Exercise brief: Some of the lines below need repeating. Reproduce exactly those between the lines holding "repository 6b48fc52d7028a67" and "from one drop.", inclusive.
####
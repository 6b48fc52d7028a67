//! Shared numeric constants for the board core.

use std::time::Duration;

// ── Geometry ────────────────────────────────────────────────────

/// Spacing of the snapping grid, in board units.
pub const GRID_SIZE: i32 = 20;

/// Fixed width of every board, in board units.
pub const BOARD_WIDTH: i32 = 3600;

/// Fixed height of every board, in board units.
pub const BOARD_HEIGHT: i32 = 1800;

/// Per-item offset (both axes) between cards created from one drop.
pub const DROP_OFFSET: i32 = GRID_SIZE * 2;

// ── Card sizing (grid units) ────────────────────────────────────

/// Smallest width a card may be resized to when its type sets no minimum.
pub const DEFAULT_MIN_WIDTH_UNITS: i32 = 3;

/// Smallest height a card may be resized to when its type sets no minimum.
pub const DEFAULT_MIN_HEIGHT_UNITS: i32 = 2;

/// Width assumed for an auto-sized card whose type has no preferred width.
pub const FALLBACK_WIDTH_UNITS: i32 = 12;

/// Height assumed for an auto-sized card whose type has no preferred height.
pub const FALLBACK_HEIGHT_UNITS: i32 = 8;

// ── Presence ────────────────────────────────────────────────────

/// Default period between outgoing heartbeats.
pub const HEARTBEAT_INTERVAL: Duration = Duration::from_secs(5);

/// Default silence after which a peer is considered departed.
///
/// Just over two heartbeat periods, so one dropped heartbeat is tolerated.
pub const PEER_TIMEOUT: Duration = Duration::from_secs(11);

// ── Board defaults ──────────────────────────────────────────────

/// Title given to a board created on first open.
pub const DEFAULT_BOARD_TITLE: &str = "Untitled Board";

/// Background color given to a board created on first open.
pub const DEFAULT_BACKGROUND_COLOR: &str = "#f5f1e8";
####
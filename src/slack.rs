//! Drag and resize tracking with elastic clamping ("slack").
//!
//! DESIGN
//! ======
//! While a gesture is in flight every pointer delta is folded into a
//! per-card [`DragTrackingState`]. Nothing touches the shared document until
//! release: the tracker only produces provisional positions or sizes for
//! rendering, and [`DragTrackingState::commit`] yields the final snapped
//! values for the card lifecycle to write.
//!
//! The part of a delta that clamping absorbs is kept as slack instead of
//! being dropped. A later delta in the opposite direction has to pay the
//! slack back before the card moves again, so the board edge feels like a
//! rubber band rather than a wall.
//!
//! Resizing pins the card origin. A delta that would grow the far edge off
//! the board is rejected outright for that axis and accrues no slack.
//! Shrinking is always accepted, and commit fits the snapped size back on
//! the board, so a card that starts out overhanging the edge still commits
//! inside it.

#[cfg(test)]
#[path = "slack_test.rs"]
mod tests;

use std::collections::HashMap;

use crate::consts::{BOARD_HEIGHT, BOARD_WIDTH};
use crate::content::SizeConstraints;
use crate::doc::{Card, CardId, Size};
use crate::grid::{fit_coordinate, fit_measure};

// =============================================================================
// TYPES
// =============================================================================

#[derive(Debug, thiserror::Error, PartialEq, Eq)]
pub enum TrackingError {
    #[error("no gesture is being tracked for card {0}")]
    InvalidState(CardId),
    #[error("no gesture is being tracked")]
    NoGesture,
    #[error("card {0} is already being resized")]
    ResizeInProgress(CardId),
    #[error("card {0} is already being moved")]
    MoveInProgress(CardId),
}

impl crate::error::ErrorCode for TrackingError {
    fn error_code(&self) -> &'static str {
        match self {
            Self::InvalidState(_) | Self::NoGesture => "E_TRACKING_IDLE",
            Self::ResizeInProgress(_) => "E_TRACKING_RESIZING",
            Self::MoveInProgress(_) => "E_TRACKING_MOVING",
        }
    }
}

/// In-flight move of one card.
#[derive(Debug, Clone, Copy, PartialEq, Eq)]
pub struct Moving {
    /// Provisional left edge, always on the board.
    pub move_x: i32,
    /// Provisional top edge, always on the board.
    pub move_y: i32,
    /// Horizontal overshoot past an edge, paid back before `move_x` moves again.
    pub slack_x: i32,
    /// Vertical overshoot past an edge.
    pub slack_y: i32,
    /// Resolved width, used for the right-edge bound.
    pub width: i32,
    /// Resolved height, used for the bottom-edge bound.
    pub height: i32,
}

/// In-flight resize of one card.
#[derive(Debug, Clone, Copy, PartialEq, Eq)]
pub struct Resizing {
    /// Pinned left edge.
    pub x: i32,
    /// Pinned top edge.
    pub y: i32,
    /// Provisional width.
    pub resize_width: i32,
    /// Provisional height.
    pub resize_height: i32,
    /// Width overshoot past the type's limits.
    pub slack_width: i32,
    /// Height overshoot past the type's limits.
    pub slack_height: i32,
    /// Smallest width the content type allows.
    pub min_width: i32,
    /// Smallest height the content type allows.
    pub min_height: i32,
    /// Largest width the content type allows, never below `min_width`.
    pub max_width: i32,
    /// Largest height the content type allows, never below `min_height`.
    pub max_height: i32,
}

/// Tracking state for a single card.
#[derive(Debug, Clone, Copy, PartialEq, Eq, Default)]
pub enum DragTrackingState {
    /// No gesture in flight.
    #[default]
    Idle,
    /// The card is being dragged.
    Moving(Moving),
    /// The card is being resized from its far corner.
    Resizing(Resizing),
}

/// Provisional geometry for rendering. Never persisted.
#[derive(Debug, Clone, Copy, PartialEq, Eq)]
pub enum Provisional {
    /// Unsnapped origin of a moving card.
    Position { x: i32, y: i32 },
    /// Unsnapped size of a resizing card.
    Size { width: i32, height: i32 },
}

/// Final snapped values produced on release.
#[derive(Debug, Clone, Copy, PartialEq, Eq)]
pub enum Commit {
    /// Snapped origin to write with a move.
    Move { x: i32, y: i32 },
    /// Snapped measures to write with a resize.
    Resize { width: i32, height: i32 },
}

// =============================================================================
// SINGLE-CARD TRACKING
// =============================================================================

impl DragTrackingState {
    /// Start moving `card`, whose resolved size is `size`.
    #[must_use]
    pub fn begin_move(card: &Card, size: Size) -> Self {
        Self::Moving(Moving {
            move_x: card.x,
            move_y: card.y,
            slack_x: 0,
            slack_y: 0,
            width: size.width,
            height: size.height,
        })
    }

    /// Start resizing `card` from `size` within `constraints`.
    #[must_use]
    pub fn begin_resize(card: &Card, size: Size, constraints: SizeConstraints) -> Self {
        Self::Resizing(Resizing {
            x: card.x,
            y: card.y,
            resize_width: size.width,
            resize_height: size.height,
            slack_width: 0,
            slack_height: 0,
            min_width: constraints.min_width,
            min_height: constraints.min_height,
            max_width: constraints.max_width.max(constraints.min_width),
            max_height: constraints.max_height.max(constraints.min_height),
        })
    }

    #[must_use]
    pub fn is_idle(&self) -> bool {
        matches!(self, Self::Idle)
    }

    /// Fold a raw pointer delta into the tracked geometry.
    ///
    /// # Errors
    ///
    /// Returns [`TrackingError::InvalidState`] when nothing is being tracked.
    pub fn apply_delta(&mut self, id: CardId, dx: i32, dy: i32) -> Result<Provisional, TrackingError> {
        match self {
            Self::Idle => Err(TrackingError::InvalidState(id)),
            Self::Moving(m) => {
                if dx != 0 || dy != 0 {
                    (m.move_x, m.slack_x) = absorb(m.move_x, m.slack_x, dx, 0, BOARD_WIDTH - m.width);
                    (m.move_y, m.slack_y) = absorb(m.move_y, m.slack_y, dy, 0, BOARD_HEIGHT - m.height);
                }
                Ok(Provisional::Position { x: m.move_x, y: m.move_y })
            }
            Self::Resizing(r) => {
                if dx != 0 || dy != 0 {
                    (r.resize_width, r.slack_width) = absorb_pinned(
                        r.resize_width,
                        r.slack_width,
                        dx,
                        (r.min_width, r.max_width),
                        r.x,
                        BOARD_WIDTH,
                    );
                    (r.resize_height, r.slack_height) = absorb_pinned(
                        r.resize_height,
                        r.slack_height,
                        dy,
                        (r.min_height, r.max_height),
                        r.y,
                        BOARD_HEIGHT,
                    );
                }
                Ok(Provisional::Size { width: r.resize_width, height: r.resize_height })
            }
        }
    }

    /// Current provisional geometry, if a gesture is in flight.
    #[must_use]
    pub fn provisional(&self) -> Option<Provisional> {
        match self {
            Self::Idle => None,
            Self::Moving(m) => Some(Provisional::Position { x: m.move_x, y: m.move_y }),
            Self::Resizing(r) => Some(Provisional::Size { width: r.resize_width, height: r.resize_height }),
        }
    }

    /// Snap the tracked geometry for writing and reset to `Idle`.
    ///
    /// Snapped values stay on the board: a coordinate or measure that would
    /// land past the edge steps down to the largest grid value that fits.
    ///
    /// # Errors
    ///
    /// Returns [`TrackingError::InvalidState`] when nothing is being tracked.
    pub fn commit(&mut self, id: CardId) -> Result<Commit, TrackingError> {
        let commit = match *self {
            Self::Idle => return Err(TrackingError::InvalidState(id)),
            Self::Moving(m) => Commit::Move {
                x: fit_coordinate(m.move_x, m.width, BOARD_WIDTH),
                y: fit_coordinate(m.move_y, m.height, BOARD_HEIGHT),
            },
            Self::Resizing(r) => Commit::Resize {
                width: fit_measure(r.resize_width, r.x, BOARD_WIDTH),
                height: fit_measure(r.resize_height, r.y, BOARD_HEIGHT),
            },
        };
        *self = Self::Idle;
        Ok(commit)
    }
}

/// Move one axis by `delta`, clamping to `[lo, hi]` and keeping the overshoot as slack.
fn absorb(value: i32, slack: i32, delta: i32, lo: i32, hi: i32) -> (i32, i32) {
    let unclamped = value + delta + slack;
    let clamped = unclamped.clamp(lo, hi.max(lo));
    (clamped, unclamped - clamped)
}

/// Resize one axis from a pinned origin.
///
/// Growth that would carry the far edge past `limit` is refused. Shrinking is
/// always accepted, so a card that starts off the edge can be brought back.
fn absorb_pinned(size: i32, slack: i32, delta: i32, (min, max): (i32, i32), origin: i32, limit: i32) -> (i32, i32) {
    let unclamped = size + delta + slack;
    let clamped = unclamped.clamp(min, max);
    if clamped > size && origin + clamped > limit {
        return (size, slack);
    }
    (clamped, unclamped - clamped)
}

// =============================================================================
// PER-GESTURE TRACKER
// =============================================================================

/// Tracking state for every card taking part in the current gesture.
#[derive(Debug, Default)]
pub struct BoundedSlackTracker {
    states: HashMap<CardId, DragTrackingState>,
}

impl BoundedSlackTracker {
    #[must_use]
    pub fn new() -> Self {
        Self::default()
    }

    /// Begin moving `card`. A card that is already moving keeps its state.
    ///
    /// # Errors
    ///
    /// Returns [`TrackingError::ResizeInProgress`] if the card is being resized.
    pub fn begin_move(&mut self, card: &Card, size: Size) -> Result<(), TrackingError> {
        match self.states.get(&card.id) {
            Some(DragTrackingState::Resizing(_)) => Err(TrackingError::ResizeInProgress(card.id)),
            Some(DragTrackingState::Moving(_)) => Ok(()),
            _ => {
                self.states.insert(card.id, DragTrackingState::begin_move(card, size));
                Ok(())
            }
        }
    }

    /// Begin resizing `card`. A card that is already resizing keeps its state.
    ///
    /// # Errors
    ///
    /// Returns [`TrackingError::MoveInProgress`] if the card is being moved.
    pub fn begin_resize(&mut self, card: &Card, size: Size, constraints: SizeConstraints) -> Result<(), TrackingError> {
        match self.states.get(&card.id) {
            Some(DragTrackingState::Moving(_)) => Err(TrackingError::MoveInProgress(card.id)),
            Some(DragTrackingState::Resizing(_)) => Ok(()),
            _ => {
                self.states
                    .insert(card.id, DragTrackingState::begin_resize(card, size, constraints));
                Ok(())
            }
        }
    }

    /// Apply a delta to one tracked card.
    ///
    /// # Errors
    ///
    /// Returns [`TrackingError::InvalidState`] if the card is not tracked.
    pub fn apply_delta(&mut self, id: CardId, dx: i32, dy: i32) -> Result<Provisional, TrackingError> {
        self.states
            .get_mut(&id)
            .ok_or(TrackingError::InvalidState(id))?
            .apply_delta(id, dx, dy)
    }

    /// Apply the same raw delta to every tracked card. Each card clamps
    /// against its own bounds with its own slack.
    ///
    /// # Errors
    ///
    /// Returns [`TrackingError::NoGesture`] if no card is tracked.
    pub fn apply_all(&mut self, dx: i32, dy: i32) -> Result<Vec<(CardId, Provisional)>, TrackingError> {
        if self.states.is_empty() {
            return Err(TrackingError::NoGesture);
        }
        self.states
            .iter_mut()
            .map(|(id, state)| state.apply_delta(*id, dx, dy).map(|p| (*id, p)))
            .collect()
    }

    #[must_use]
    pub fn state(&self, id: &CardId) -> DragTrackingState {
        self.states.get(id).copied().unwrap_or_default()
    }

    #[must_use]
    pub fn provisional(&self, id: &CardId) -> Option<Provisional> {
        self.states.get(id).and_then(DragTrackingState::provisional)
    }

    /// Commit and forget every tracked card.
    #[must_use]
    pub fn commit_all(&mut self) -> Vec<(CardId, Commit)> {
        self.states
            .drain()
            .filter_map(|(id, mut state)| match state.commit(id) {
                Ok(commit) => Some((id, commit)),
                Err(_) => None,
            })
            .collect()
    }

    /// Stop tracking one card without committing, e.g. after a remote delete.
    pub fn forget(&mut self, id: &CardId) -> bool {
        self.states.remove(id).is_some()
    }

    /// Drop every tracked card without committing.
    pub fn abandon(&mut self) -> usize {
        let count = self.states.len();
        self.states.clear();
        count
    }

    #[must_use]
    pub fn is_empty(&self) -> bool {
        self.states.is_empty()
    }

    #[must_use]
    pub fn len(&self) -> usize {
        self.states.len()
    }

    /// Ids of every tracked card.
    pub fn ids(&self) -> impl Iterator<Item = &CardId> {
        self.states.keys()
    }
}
####
Reply to the task:
repository 6b48fc52d7028a67
//! Shared numeric constants for the board core.

use std::time::Duration;

// ── Geometry ────────────────────────────────────────────────────

/// Spacing of the snapping grid, in board units.
pub const GRID_SIZE: i32 = 20;

/// Fixed width of every board, in board units.
pub const BOARD_WIDTH: i32 = 3600;

/// Fixed height of every board, in board units.
pub const BOARD_HEIGHT: i32 = 1800;

/// Per-item offset (both axes) between cards created from one drop.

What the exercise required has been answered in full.